EXERCISE DIRECTIONS –
Wherever the word "second" appears in a line of the records, copy that line.

Records from a data source:
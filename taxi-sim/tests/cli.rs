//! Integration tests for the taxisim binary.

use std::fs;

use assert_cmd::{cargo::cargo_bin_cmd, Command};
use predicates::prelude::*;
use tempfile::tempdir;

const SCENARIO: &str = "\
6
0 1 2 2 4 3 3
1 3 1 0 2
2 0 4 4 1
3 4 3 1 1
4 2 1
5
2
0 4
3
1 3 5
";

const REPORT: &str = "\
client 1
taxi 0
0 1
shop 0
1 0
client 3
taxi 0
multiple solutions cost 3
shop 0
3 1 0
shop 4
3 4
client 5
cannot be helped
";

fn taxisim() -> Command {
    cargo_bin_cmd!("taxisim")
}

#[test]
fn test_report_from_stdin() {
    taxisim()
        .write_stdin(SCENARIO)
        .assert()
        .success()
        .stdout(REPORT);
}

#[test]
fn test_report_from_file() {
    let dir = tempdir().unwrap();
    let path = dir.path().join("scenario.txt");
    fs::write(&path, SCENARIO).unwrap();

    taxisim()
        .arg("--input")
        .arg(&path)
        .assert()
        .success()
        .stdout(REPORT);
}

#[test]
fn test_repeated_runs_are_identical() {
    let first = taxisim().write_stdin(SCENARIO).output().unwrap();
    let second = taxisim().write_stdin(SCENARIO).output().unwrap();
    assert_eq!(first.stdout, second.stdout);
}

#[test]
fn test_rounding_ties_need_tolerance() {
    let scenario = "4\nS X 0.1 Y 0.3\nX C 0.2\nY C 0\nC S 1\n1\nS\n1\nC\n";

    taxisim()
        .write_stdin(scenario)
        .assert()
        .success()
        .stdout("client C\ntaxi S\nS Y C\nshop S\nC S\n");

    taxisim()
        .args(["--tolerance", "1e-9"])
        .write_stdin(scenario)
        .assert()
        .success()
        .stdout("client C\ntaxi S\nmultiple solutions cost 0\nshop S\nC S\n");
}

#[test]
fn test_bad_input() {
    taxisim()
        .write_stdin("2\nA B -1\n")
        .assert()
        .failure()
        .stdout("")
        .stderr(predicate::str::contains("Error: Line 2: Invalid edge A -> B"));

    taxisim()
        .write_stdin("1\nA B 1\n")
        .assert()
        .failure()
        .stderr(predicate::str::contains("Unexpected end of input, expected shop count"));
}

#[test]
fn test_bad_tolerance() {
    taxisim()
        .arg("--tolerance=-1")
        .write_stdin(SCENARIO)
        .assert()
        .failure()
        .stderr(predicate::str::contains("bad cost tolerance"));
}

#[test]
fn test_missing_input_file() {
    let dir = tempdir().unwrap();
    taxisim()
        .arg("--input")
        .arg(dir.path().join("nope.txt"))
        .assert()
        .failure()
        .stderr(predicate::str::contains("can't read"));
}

ANSWER BOX –
    let second = taxisim().write_stdin(SCENARIO).output().unwrap();
    assert_eq!(first.stdout, second.stdout);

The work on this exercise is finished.